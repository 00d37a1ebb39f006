//! Output side of the intersection engine.
//!
//! Raw refined segments stream into an [`IntersectionSink`]; the engine
//! itself retains nothing. [`SegmentCollector`] is the standard sink: it
//! buffers segments and suppresses duplicates, and per-pair collectors can
//! be merged in a fixed order after a parallel run.

use aeromesh_geom::SurfId;
use aeromesh_math::{Point3, Tolerance};

/// One refined intersection endpoint: position, parametric coordinates on
/// each contributing surface, and the residual distance between the two
/// surfaces' projections of it (a quality signal, never an error).
#[derive(Debug, Clone, Copy)]
pub struct IntersectionPoint {
    /// Refined 3D position.
    pub pnt: Point3,
    /// `(u, w)` on surface A.
    pub uw_a: (f64, f64),
    /// `(u, w)` on surface B.
    pub uw_b: (f64, f64),
    /// Distance between the A- and B-side projections after refinement.
    pub residual: f64,
}

/// A raw intersection segment between two surfaces. Downstream chaining
/// into continuous border curves happens outside this crate.
#[derive(Debug, Clone, Copy)]
pub struct IntersectionSegment {
    /// Surface contributing the A-side parameters.
    pub surf_a: SurfId,
    /// Surface contributing the B-side parameters.
    pub surf_b: SurfId,
    /// The two endpoints.
    pub points: [IntersectionPoint; 2],
}

/// Receiver for refined intersection segments.
pub trait IntersectionSink {
    /// Called once per surviving segment, in driver order.
    fn add_segment(&mut self, seg: IntersectionSegment);
}

/// Buffering sink with duplicate suppression.
///
/// Planar quads sharing an edge produce the same crossing from both
/// adjacent patch pairs; a segment matching an already-collected one on the
/// same surface pair (endpoints coincident in either orientation) is
/// dropped.
#[derive(Debug, Default)]
pub struct SegmentCollector {
    segments: Vec<IntersectionSegment>,
    tol: Tolerance,
}

impl SegmentCollector {
    /// Collector with default tolerances.
    pub fn new() -> Self {
        Self::default()
    }

    /// Collector with explicit coincidence tolerances.
    pub fn with_tolerance(tol: Tolerance) -> Self {
        Self {
            segments: Vec::new(),
            tol,
        }
    }

    /// Collected segments, in emission order.
    pub fn segments(&self) -> &[IntersectionSegment] {
        &self.segments
    }

    /// Number of collected segments.
    pub fn len(&self) -> usize {
        self.segments.len()
    }

    /// Whether nothing was collected.
    pub fn is_empty(&self) -> bool {
        self.segments.is_empty()
    }

    /// Consume the collector, returning its segments.
    pub fn into_segments(self) -> Vec<IntersectionSegment> {
        self.segments
    }

    /// Fold another collector's segments into this one, re-applying
    /// duplicate suppression. Merging per-pair collectors in a fixed pair
    /// order keeps parallel runs deterministic.
    pub fn merge(&mut self, other: SegmentCollector) {
        for seg in other.segments {
            self.add_segment(seg);
        }
    }

    fn is_duplicate(&self, seg: &IntersectionSegment) -> bool {
        let (p0, p1) = (&seg.points[0].pnt, &seg.points[1].pnt);
        self.segments.iter().any(|s| {
            s.surf_a == seg.surf_a
                && s.surf_b == seg.surf_b
                && ((self.tol.points_equal(&s.points[0].pnt, p0)
                    && self.tol.points_equal(&s.points[1].pnt, p1))
                    || (self.tol.points_equal(&s.points[0].pnt, p1)
                        && self.tol.points_equal(&s.points[1].pnt, p0)))
        })
    }
}

impl IntersectionSink for SegmentCollector {
    fn add_segment(&mut self, seg: IntersectionSegment) {
        if self.is_duplicate(&seg) {
            return;
        }
        self.segments.push(seg);
    }
}
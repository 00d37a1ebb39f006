#![warn(missing_docs)]

//! Parametric surface boundary for the aeromesh intersection engine.
//!
//! The engine only ever talks to the owning surfaces through the [`Surface`]
//! trait (evaluation, first partials, domain) and through the Gauss-Newton
//! closest-point projection [`closest_uw`]. Surfaces themselves live in a
//! registry keyed by [`SurfId`]; patches carry the id as a non-owning
//! back-reference instead of a raw pointer.

use aeromesh_math::{Point3, Vec3};

slotmap::new_key_type! {
    /// Non-owning handle to a surface in a slotmap-backed registry.
    pub struct SurfId;
}

/// A parametric surface in 3D space, parameterized over `(u, w)`.
pub trait Surface: Send + Sync + std::fmt::Debug {
    /// Evaluate the surface at `(u, w)` to get a 3D point.
    fn evaluate(&self, u: f64, w: f64) -> Point3;

    /// Partial derivative with respect to `u` at `(u, w)`.
    fn deriv_u(&self, u: f64, w: f64) -> Vec3;

    /// Partial derivative with respect to `w` at `(u, w)`.
    fn deriv_w(&self, u: f64, w: f64) -> Vec3;

    /// Parameter domain as `((u_min, u_max), (w_min, w_max))`.
    fn domain(&self) -> ((f64, f64), (f64, f64));
}

/// One Gauss-Newton step toward the closest point on `surf` to `target`.
///
/// Solves the tangent-plane normal equations with the cross-product form:
/// for step `(du, dw)` with `t_u·du + t_w·dw = -(p - target)`, crossing both
/// sides with one tangent and dotting with the patch normal isolates the
/// other unknown. Returns `(0, 0)` at parabolic/degenerate points where the
/// tangents are parallel.
fn delta_uw(surf: &dyn Surface, target: &Point3, u: f64, w: f64) -> (f64, f64) {
    let tan_u = surf.deriv_u(u, w);
    let tan_w = surf.deriv_w(u, w);
    let dist = surf.evaluate(u, w) - target;

    let norm = tan_u.cross(&tan_w);
    let n2 = norm.norm_squared();
    if n2 <= f64::EPSILON {
        return (0.0, 0.0);
    }

    let du = tan_w.cross(&dist).dot(&norm) / n2;
    let dw = -tan_u.cross(&dist).dot(&norm) / n2;
    (du, dw)
}

/// Find the `(u, w)` of the point on `surf` closest to `target`, seeded
/// from `guess` and clamped to the surface domain.
///
/// Local search only: convergence depends on the quality of the seed, which
/// the intersection driver guarantees by subdividing until patches are
/// nearly planar before projecting. Stops when the combined parameter step
/// drops below `uw_tol` or after `max_iter` iterations; never fails — the
/// best estimate so far is returned.
pub fn closest_uw(
    surf: &dyn Surface,
    target: &Point3,
    guess: (f64, f64),
    max_iter: usize,
    uw_tol: f64,
) -> (f64, f64) {
    let ((u_min, u_max), (w_min, w_max)) = surf.domain();
    let mut u = guess.0.clamp(u_min, u_max);
    let mut w = guess.1.clamp(w_min, w_max);

    for _ in 0..max_iter {
        let (du, dw) = delta_uw(surf, target, u, w);
        u = (u + du).clamp(u_min, u_max);
        w = (w + dw).clamp(w_min, w_max);
        if du.abs() + dw.abs() < uw_tol {
            break;
        }
    }

    (u, w)
}

/// Project `target` onto `surf`: the closest `(u, w)` and the surface point
/// there. Convenience wrapper over [`closest_uw`].
pub fn project_pnt(
    surf: &dyn Surface,
    target: &Point3,
    guess: (f64, f64),
    max_iter: usize,
    uw_tol: f64,
) -> ((f64, f64), Point3) {
    let (u, w) = closest_uw(surf, target, guess, max_iter, uw_tol);
    ((u, w), surf.evaluate(u, w))
}
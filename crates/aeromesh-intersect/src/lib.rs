#![warn(missing_docs)]

//! Surface-surface intersection engine for aeromesh.
//!
//! Computes the 3D curves along which two Bezier component surfaces cross,
//! to sub-tolerance accuracy, as a stream of refined segments that a
//! downstream stage chains into continuous border curves.
//!
//! The engine has 4 stages:
//! 1. **Broadphase** — surface and patch bounding-box filters
//! 2. **Subdivision** — worklist-driven adaptive bisection until both
//!    patches of a pair are planar within a size-relative tolerance (or the
//!    depth cap forces the issue)
//! 3. **Planar quad-quad** — triangle-triangle intersection on the corner
//!    quads, yielding raw segments
//! 4. **Refinement** — alternating closest-point projection snaps each
//!    endpoint onto both true surfaces and reports a residual
//!
//! All tolerances and limits travel in [`IntersectOptions`]; results stream
//! into an [`IntersectionSink`]. Nothing is global, so runs are
//! deterministic and unit-testable.

// Internal modules
pub mod driver;
pub mod options;
pub mod refine;
pub mod sink;
pub mod surf;
pub mod tri;

// Re-export public API
pub use driver::{intersect_patches, intersect_quads};
pub use options::IntersectOptions;
pub use refine::refine_intersect_pt;
pub use sink::{IntersectionPoint, IntersectionSegment, IntersectionSink, SegmentCollector};
pub use surf::{Surf, SurfaceSet};
pub use tri::{tri_tri_intersect_line, TriTriIsect};
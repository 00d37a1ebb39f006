//! Component surfaces and the surface registry.
//!
//! A [`Surf`] is one aircraft component surface: the full Bezier control
//! net plus the tessellated leaf patches the intersection driver actually
//! walks. Surfaces live in a [`SurfaceSet`] keyed by [`SurfId`]; patches
//! carry the id back to their owner instead of a pointer.

use aeromesh_bezier::{BezierPatch, PatchError, SurfPatch};
use aeromesh_geom::{SurfId, Surface};
use aeromesh_math::{BndBox, Point3, Vec3};
use rayon::prelude::*;
use slotmap::SlotMap;

use crate::driver::intersect_patches;
use crate::options::IntersectOptions;
use crate::sink::{IntersectionSegment, IntersectionSink, SegmentCollector};

/// One component surface: full control net, leaf patches, component id.
///
/// Surfaces belonging to the same component (same `comp_id`) are never
/// intersected against each other; their shared borders are handled by the
/// component's own construction, not by this engine.
#[derive(Debug)]
pub struct Surf {
    id: SurfId,
    comp_id: i32,
    patch: BezierPatch,
    leaves: Vec<SurfPatch>,
    bnd_box: BndBox,
}

impl Surf {
    fn build(id: SurfId, patch: BezierPatch, comp_id: i32, tess_depth: u32) -> Result<Self, PatchError> {
        let root = SurfPatch::new(patch.clone(), (0.0, 1.0), (0.0, 1.0), id)?;
        let mut leaves = vec![root];
        for _ in 0..tess_depth {
            let mut next = Vec::with_capacity(leaves.len() * 4);
            for leaf in &leaves {
                next.extend(leaf.split());
            }
            leaves = next;
        }

        let mut bnd_box = BndBox::empty();
        for leaf in &leaves {
            bnd_box.union(leaf.bnd_box());
        }

        Ok(Self {
            id,
            comp_id,
            patch,
            leaves,
            bnd_box,
        })
    }

    /// Registry handle of this surface.
    pub fn id(&self) -> SurfId {
        self.id
    }

    /// Component this surface belongs to.
    pub fn comp_id(&self) -> i32 {
        self.comp_id
    }

    /// The tessellated leaf patches.
    pub fn patches(&self) -> &[SurfPatch] {
        &self.leaves
    }

    /// Bounding box over all leaf patches.
    pub fn bnd_box(&self) -> &BndBox {
        &self.bnd_box
    }

    /// Intersect this surface with another, streaming segments into `sink`.
    ///
    /// Same-component pairs are skipped. Candidate patch pairs are filtered
    /// box-against-surface first and box-against-box second, so the
    /// subdivision driver only ever starts on pairs that can intersect.
    pub fn intersect(&self, other: &Surf, opts: &IntersectOptions, sink: &mut dyn IntersectionSink) {
        if other.comp_id == self.comp_id {
            return;
        }
        if !self.bnd_box.overlaps_margin(&other.bnd_box, opts.bbox_margin) {
            return;
        }

        for pa in &self.leaves {
            if !pa.bnd_box().overlaps_margin(&other.bnd_box, opts.bbox_margin) {
                continue;
            }
            for pb in &other.leaves {
                if pa.bnd_box().overlaps_margin(pb.bnd_box(), opts.bbox_margin) {
                    intersect_patches(pa, pb, opts, sink);
                }
            }
        }
    }

    /// Intersect the segment `p0 → p1` with this surface, appending the
    /// de-duplicated hit parameters `t ∈ [0, 1]` over all leaf patches.
    pub fn intersect_line_seg(&self, p0: &Point3, p1: &Point3, opts: &IntersectOptions, t_vals: &mut Vec<f64>) {
        let mut line_box = BndBox::empty();
        line_box.update(p0);
        line_box.update(p1);

        if !line_box.overlaps_margin(&self.bnd_box, opts.bbox_margin) {
            return;
        }

        for leaf in &self.leaves {
            let mut leaf = leaf.clone();
            leaf.intersect_line_seg(p0, p1, &line_box, opts.plane_tol, opts.max_sub_depth, t_vals);
        }
    }
}

impl Surface for Surf {
    fn evaluate(&self, u: f64, w: f64) -> Point3 {
        self.patch.eval(u.clamp(0.0, 1.0), w.clamp(0.0, 1.0))
    }

    fn deriv_u(&self, u: f64, w: f64) -> Vec3 {
        self.patch.deriv_u(u.clamp(0.0, 1.0), w.clamp(0.0, 1.0))
    }

    fn deriv_w(&self, u: f64, w: f64) -> Vec3 {
        self.patch.deriv_w(u.clamp(0.0, 1.0), w.clamp(0.0, 1.0))
    }

    fn domain(&self) -> ((f64, f64), (f64, f64)) {
        ((0.0, 1.0), (0.0, 1.0))
    }
}

/// Registry of component surfaces.
#[derive(Debug, Default)]
pub struct SurfaceSet {
    surfs: SlotMap<SurfId, Surf>,
}

impl SurfaceSet {
    /// Empty registry.
    pub fn new() -> Self {
        Self::default()
    }

    /// Insert a surface, tessellating its leaf patches by `tess_depth`
    /// uniform subdivisions (`4^tess_depth` leaves).
    pub fn insert(
        &mut self,
        patch: BezierPatch,
        comp_id: i32,
        tess_depth: u32,
    ) -> Result<SurfId, PatchError> {
        let mut err = None;
        let key = self.surfs.insert_with_key(|id| {
            match Surf::build(id, patch.clone(), comp_id, tess_depth) {
                Ok(surf) => surf,
                Err(e) => {
                    err = Some(e);
                    Surf {
                        id,
                        comp_id,
                        patch: patch.clone(),
                        leaves: Vec::new(),
                        bnd_box: BndBox::empty(),
                    }
                }
            }
        });
        match err {
            None => Ok(key),
            Some(e) => {
                self.surfs.remove(key);
                Err(e)
            }
        }
    }

    /// Look up a surface.
    pub fn get(&self, id: SurfId) -> Option<&Surf> {
        self.surfs.get(id)
    }

    /// Number of surfaces.
    pub fn len(&self) -> usize {
        self.surfs.len()
    }

    /// Whether the registry is empty.
    pub fn is_empty(&self) -> bool {
        self.surfs.is_empty()
    }

    /// All surface ids, in insertion order.
    pub fn ids(&self) -> Vec<SurfId> {
        self.surfs.keys().collect()
    }

    /// Intersect every cross-component surface pair, in parallel.
    ///
    /// Each pair accumulates into its own [`SegmentCollector`]; the
    /// per-pair collectors are merged in fixed `(i, j)` order, so the
    /// result is identical run to run regardless of scheduling.
    pub fn intersect_all(&self, opts: &IntersectOptions) -> Vec<IntersectionSegment> {
        let ids = self.ids();
        let mut pairs = Vec::new();
        for i in 0..ids.len() {
            for j in i + 1..ids.len() {
                pairs.push((ids[i], ids[j]));
            }
        }

        let collectors: Vec<SegmentCollector> = pairs
            .par_iter()
            .map(|&(ka, kb)| {
                let mut coll = SegmentCollector::new();
                if let (Some(sa), Some(sb)) = (self.get(ka), self.get(kb)) {
                    sa.intersect(sb, opts, &mut coll);
                }
                coll
            })
            .collect();

        let mut merged = SegmentCollector::new();
        for coll in collectors {
            merged.merge(coll);
        }
        merged.into_segments()
    }
}
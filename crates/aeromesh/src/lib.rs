#![warn(missing_docs)]

//! Surface intersection toolkit for aircraft CFD meshing.
//!
//! Register component surfaces in a [`SurfaceSet`], then compute the raw
//! intersection segments between every cross-component pair. Downstream
//! meshing chains the segments into continuous border curves.
//!
//! # Example
//!
//! ```
//! use aeromesh::{BezierPatch, IntersectOptions, Point3, SurfaceSet};
//!
//! // A flat quad in z = 0 and a flat quad in x = 0: they cross on the
//! // y axis.
//! let quad_a = BezierPatch::bilinear(
//!     Point3::new(-1.0, -1.0, 0.0),
//!     Point3::new(1.0, -1.0, 0.0),
//!     Point3::new(-1.0, 1.0, 0.0),
//!     Point3::new(1.0, 1.0, 0.0),
//! );
//! let quad_b = BezierPatch::bilinear(
//!     Point3::new(0.0, -1.0, -1.0),
//!     Point3::new(0.0, 1.0, -1.0),
//!     Point3::new(0.0, -1.0, 1.0),
//!     Point3::new(0.0, 1.0, 1.0),
//! );
//!
//! let mut set = SurfaceSet::new();
//! set.insert(quad_a, 1, 0).unwrap();
//! set.insert(quad_b, 2, 0).unwrap();
//!
//! let segments = set.intersect_all(&IntersectOptions::default());
//! assert!(!segments.is_empty());
//! for seg in &segments {
//!     for p in &seg.points {
//!         assert!(p.pnt.x.abs() < 1e-8);
//!         assert!(p.pnt.z.abs() < 1e-8);
//!     }
//! }
//! ```

pub use aeromesh_bezier;
pub use aeromesh_geom;
pub use aeromesh_intersect;
pub use aeromesh_math;

pub use aeromesh_bezier::{BezierPatch, PatchError, SurfPatch};
pub use aeromesh_geom::{closest_uw, project_pnt, SurfId, Surface};
pub use aeromesh_intersect::{
    intersect_patches, intersect_quads, refine_intersect_pt, IntersectOptions, IntersectionPoint,
    IntersectionSegment, IntersectionSink, SegmentCollector, Surf, SurfaceSet,
};
pub use aeromesh_math::{BndBox, Point2, Point3, Tolerance, Vec2, Vec3};
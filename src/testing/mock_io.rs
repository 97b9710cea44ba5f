//! Mock I/O helpers for testing against real Parquet files.
//!
//! Files are written into temporary locations that are removed when the
//! returned guard is dropped.

use super::fixtures::record_batch_from_rows;
use anyhow::{Context, Result, bail};
use arrow::record_batch::RecordBatch;
use parquet::arrow::arrow_writer::ArrowWriter;
use parquet::file::properties::WriterProperties;
use serde::{Deserialize, Serialize};
use std::fs::{self, File};
use std::path::{Path, PathBuf};
use tempfile::TempDir;

/// A temporary directory that is automatically deleted when dropped.
pub struct TempDirPath {
    #[allow(dead_code)]
    temp_dir: TempDir,
    path: PathBuf,
}

impl TempDirPath {
    /// Create a new temporary directory.
    ///
    /// # Errors
    ///
    /// Returns an error if the temporary directory cannot be created.
    pub fn new() -> std::io::Result<Self> {
        let temp_dir = TempDir::new()?;
        let path = temp_dir.path().to_path_buf();
        Ok(Self { temp_dir, path })
    }

    #[must_use]
    pub fn path(&self) -> &Path {
        &self.path
    }

    /// Create a file path within this directory.
    #[must_use]
    pub fn file_path(&self, filename: &str) -> PathBuf {
        self.path.join(filename)
    }

    /// `path` within this directory, rendered as the string a job file would carry.
    #[must_use]
    pub fn path_string(&self, filename: &str) -> String {
        self.file_path(filename).display().to_string()
    }
}

/// Write `batches` to a single Parquet file, one row group per batch.
///
/// Returns the number of rows written.
///
/// # Errors
///
/// Fails if `batches` is empty, if the batches do not share a schema, or if
/// the file cannot be written.
pub fn write_parquet_batches(path: impl AsRef<Path>, batches: &[RecordBatch]) -> Result<usize> {
    let path = path.as_ref();
    let Some(first) = batches.first() else {
        bail!("no batches to write to {}", path.display());
    };

    let file = File::create(path).with_context(|| format!("create {}", path.display()))?;
    let props = WriterProperties::builder().build();
    let mut writer =
        ArrowWriter::try_new(file, first.schema(), Some(props)).context("create ArrowWriter")?;

    let mut rows = 0;
    for batch in batches {
        writer.write(batch).context("write batch to parquet")?;
        writer.flush().context("flush row group")?;
        rows += batch.num_rows();
    }
    writer.close().context("close ArrowWriter")?;
    Ok(rows)
}

/// Write serializable rows to a Parquet file, inferring the schema from `T`.
///
/// # Errors
///
/// See [`write_parquet_batches`].
pub fn write_parquet_rows<T: Serialize + Deserialize<'static>>(
    path: impl AsRef<Path>,
    rows: &[T],
) -> Result<usize> {
    let batch = record_batch_from_rows(rows)?;
    write_parquet_batches(path, &[batch])
}

/// Write a directory dataset with one Parquet file per partition.
///
/// Partition `i` becomes `part-{i:05}.parquet`, so lexicographic order is
/// partition order. Returns the written file paths in that order.
///
/// # Errors
///
/// Fails if the directory or any file cannot be written.
pub fn write_partitioned_dataset<T: Serialize + Deserialize<'static>>(
    dir: impl AsRef<Path>,
    partitions: &[Vec<T>],
) -> Result<Vec<PathBuf>> {
    let dir = dir.as_ref();
    fs::create_dir_all(dir).with_context(|| format!("create {}", dir.display()))?;
    partitions
        .iter()
        .enumerate()
        .map(|(i, rows)| {
            let path = dir.join(format!("part-{i:05}.parquet"));
            write_parquet_rows(&path, rows)?;
            Ok(path)
        })
        .collect()
}
//! Path resolution for partitioned columnar datasets.
//!
//! A worker's path may name a single Parquet file, a directory holding the
//! fragments of a partitioned dataset, or a glob pattern over fragments.
//! [`resolve_fragments`] turns any of these into a sorted list of files so the
//! reader visits fragments in a deterministic order.
//!
//! # Examples
//!
//! ```no_run
//! use ironmat::io::glob::resolve_fragments;
//!
//! // Every fragment below a hive-style partition directory
//! let files = resolve_fragments("data/driver_stats/date=2024-01-01")?;
//!
//! // Only the fragments matching a pattern
//! let files = resolve_fragments("data/driver_stats/date=*/part-*.parquet")?;
//! # Ok::<(), ironmat::error::ReadError>(())
//! ```

use crate::error::ReadError;
use glob::glob;
use regex::Regex;
use std::fs;
use std::path::{Path, PathBuf};
use std::sync::LazyLock;

static GLOB_CHARS: LazyLock<Regex> =
    LazyLock::new(|| Regex::new(r"[*?\[]").expect("valid glob regex"));

/// Whether `path` contains glob metacharacters.
#[must_use]
pub fn is_glob_pattern(path: &str) -> bool {
    GLOB_CHARS.is_match(path)
}

/// Strip a `file://` scheme, leaving a filesystem path.
#[must_use]
pub fn local_path(path: &str) -> &str {
    path.strip_prefix("file://").unwrap_or(path)
}

/// Expand a glob pattern into a sorted vector of matching files.
///
/// Directories matched by the pattern are skipped. Zero matches is not an
/// error here.
///
/// # Errors
///
/// Returns an error if the pattern is invalid or a matched entry cannot be read.
pub fn expand_glob(pattern: &str) -> Result<Vec<PathBuf>, ReadError> {
    let paths = glob(pattern).map_err(|e| ReadError::Glob {
        pattern: pattern.to_string(),
        message: e.to_string(),
    })?;

    let mut result = Vec::new();
    for entry in paths {
        let path = entry.map_err(|e| ReadError::Glob {
            pattern: pattern.to_string(),
            message: e.to_string(),
        })?;
        if path.is_file() {
            result.push(path);
        }
    }

    result.sort();
    Ok(result)
}

/// Resolve a path, `file://` URI or glob pattern into its Parquet fragments.
///
/// Directory walks skip entries whose name starts with `.` or `_`
/// (`_SUCCESS`, `_metadata`, hidden files), as partitioned dataset writers
/// leave those next to the data.
///
/// # Errors
///
/// Returns [`ReadError::NoFragments`] if nothing resolves, or an I/O error if
/// the path or one of its directories cannot be read.
pub fn resolve_fragments(path: &str) -> Result<Vec<PathBuf>, ReadError> {
    let local = local_path(path);
    let fragments = if is_glob_pattern(local) {
        expand_glob(local)?
    } else {
        let meta = fs::metadata(local).map_err(|source| ReadError::Resolve {
            path: path.to_string(),
            source,
        })?;
        if meta.is_dir() {
            let mut files = Vec::new();
            walk_dir(Path::new(local), path, &mut files)?;
            files.sort();
            files
        } else {
            vec![PathBuf::from(local)]
        }
    };

    if fragments.is_empty() {
        return Err(ReadError::NoFragments {
            path: path.to_string(),
        });
    }
    Ok(fragments)
}

fn walk_dir(dir: &Path, origin: &str, out: &mut Vec<PathBuf>) -> Result<(), ReadError> {
    let resolve = |source| ReadError::Resolve {
        path: origin.to_string(),
        source,
    };
    for entry in fs::read_dir(dir).map_err(resolve)? {
        let entry = entry.map_err(resolve)?;
        let name = entry.file_name();
        let name = name.to_string_lossy();
        if name.starts_with('.') || name.starts_with('_') {
            continue;
        }
        let path = entry.path();
        if entry.file_type().map_err(resolve)?.is_dir() {
            walk_dir(&path, origin, out)?;
        } else {
            out.push(path);
        }
    }
    Ok(())
}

**********

▸ **Work order**
Answer with the count alone: how many lines in the data above have "RecordBatch" in them?

▸ **Answer box**
2